CONTENTS
Frontispiece Map of Nanking
Prologue
This volume by Inyeening Shen was completed in 1954 in Bangkok, Thailand. For a great many years she was reluctant to have these reminiscences published, for fear that her criticism of the corruption pervading the Chinese Nationalist Government would offend the high officials involved. Now ready, the world can learn her views about a pivotal time in the history of her country.
About the Author
Remarkably talented and an accomplished artist, Inyeening Shen authored books, essays and poetry, became a university professor of Chinese literature, and for her writing was awarded an honorary Doctorate degree. This book is her only work written in English, a personal account of her experiences as the First Lady of China’s capital of Nanking from 1946 to 1948. Included here is her “Auto-Bio-Poetry,” a beautiful poem recounting the first 42 years of her life that she had been encouraged to write by a leading educator/philosopher/diplomat of modern China, her close family friend Dr. Hu Shih.
Historic Foreword
To place this work in context, this section records the status of China in 1946 when Inyeening Shen’s reminiscences begin―including the role her husband played in the May 4th Student Movement of 1919 that excited the China public before the onset of the Sino-Japanese war, and an account of the 1937-38 Nanking Massacre that set the stage for her arrival as the wife of the Mayor of the city, the nation’s new capital. Summarized also are the effects on China of the 1945 Yalta Agreement that brought a close to WWII, a pact regarded by the Chinese as a “great betrayal."

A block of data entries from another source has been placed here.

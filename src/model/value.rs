//! Type-erased values and the key → value maps handed to projections.

use std::any::Any;
use std::fmt;
use std::marker::PhantomData;
use std::sync::Arc;

use hashbrown::HashMap;

use super::{AnyKeyPath, KeyPath, TypeTag};
use crate::{Error, Result};

/// A boxed value of any `Send + Sync` type, tagged with its runtime type.
///
/// Cloning shares the payload.
#[derive(Clone)]
pub struct AnyValue {
    tag: TypeTag,
    value: Arc<dyn Any + Send + Sync>,
}

impl AnyValue {
    pub fn new<T: Any + Send + Sync>(value: T) -> Self {
        Self {
            tag: TypeTag::of::<T>(),
            value: Arc::new(value),
        }
    }

    pub fn type_tag(&self) -> TypeTag {
        self.tag
    }

    pub fn is<T: Any>(&self) -> bool {
        self.tag.is::<T>()
    }

    pub fn downcast_ref<T: Any>(&self) -> Option<&T> {
        if !self.is::<T>() {
            return None;
        }
        self.value.downcast_ref::<T>()
    }

    /// Recover an owned `T`, or `None` when the payload is another type.
    pub fn narrow<T: Any + Clone>(&self) -> Option<T> {
        self.downcast_ref::<T>().cloned()
    }
}

impl fmt::Debug for AnyValue {
    fn fmt(&self, f: &mut fmt::Formatter<'_>) -> fmt::Result {
        write!(f, "AnyValue(<{}>)", self.tag.name())
    }
}

/// Resolved property values for one model, keyed by accessor.
///
/// This is what a storage/decoding layer fills in before asking a
/// [`Projection`](crate::Projection) to build a result.
pub struct ValueMap<M> {
    values: HashMap<AnyKeyPath, AnyValue>,
    _model: PhantomData<fn() -> M>,
}

impl<M> ValueMap<M> {
    pub fn new() -> Self {
        Self {
            values: HashMap::new(),
            _model: PhantomData,
        }
    }

    /// Store a value under a typed accessor. The value type is checked
    /// statically, so later narrowing through the same accessor succeeds.
    pub fn insert<V: Any + Send + Sync>(&mut self, key: &KeyPath<M, V>, value: V) -> Option<AnyValue> {
        self.values.insert(key.erased().clone(), AnyValue::new(value))
    }

    /// Builder form of [`insert`](Self::insert).
    pub fn with<V: Any + Send + Sync>(mut self, key: &KeyPath<M, V>, value: V) -> Self {
        self.insert(key, value);
        self
    }

    /// Store an already-erased value. Nothing checks that its type matches
    /// the accessor; a mismatch surfaces when the value is narrowed.
    pub fn insert_any(&mut self, key: AnyKeyPath, value: AnyValue) -> Option<AnyValue> {
        self.values.insert(key, value)
    }

    pub fn get(&self, key: &AnyKeyPath) -> Option<&AnyValue> {
        self.values.get(key)
    }

    pub fn contains(&self, key: &AnyKeyPath) -> bool {
        self.values.contains_key(key)
    }

    pub fn len(&self) -> usize {
        self.values.len()
    }

    pub fn is_empty(&self) -> bool {
        self.values.is_empty()
    }

    pub fn keys(&self) -> impl Iterator<Item = &AnyKeyPath> {
        self.values.keys()
    }

    /// Look up `key` and recover its value as `V`.
    pub fn narrow<V: Any + Clone>(&self, key: &AnyKeyPath) -> Result<V> {
        let value = self
            .values
            .get(key)
            .ok_or_else(|| Error::MissingValue { key: key.to_string() })?;
        value.narrow::<V>().ok_or_else(|| Error::TypeMismatch {
            key: key.to_string(),
            expected: std::any::type_name::<V>(),
            got: value.type_tag().name(),
        })
    }
}

impl<M> Default for ValueMap<M> {
    fn default() -> Self {
        Self::new()
    }
}

impl<M> Clone for ValueMap<M> {
    fn clone(&self) -> Self {
        Self {
            values: self.values.clone(),
            _model: PhantomData,
        }
    }
}

impl<M> fmt::Debug for ValueMap<M> {
    fn fmt(&self, f: &mut fmt::Formatter<'_>) -> fmt::Result {
        f.debug_map().entries(self.values.iter()).finish()
    }
}

impl<M> FromIterator<(AnyKeyPath, AnyValue)> for ValueMap<M> {
    fn from_iter<I: IntoIterator<Item = (AnyKeyPath, AnyValue)>>(iter: I) -> Self {
        Self {
            values: iter.into_iter().collect(),
            _model: PhantomData,
        }
    }
}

Chapter 1 Shanghai to Nanking
The year was 1946 when China reclaimed Nanking as its capital from the occupying Japanese at the end of the Sino-Japanese war. Nanking had been devastated by the rape and massacre of its citizens. A new feeling of sweet peace filled the city as Nanking’s newly installed mayor, Dr. Shen Yi, the Author’s husband, assumed his post and his family joined him from Shanghai.
Chapter 2 A Day on Hsuan-wu Lake
Nanking’s Hsuan-wu Lake had existed for nearly 600 years, its five causeway-connected islets symbolizing the five continents. In summer, the lake would be ablaze with lotus blooms. On its western edge stood the city wall and the Xuanwu Gate, dating from the Ming Dynasty (1368-1643). The balmy spring of 1947 was a tender green when the Author and her family enjoyed a Sunday outing until Generalissimo Chiang Kai-shek summoned her husband.
Chapter 3 “White House” of Nanking
During the Nanking Massacre of 1937-38, the grounds of the mayor’s residence were inside the Safety Zone established by John Rabe, China’s “Oskar Schindler.” By 1946, when the Author and her family arrived to occupy this home, its buildings and grounds had fallen into deep disrepair. With much hard work and the help of the city’s architect, the Author restored this site―dubbed the “White House” by foreign diplomats―to functional splendor.
Chapter 4 Mayor’s Household
With effort and hardship, the Author provided the mayor’s household a lifestyle in keeping with his rank as the leader of the Nation’s Capital. However, this presentable household of Author’s perseverance and ingenuity, and the aid of her hard-working godmother, brought ridicule and heartache. In spite of this, and the rampant corruption in high places she so abhorred, the Author was at peace, writing that “There still is the purity of a lotus rising from the muddied earth. I am so proud of my husband and I love him for his purity!”
Chapter 5 Audience with the First Lady
China’s First Lady, Mme. Chiang Soong Mayling, wife of Nationalist leader Chiang Kai-shek, was educated in the United States. Her English, rendered with an American southern lilt, was flawless. During the peak of World War II, her address to the U.S. Congress drew rave reviews and a four-minute standing ovation. But though Mme Chiang seemed an “intelligent and highly perceptive woman of knowledge and ability,” the Author’s audience with the Madame in Nanking in 1947 led her to view China’s First Lady as “nothing more than a robber-baron.”
Plates 1-10 Photographic Atlas
The plates record the moments of the Author and her family and friends, China’s War-time leaders, and Nanking before and after WWII.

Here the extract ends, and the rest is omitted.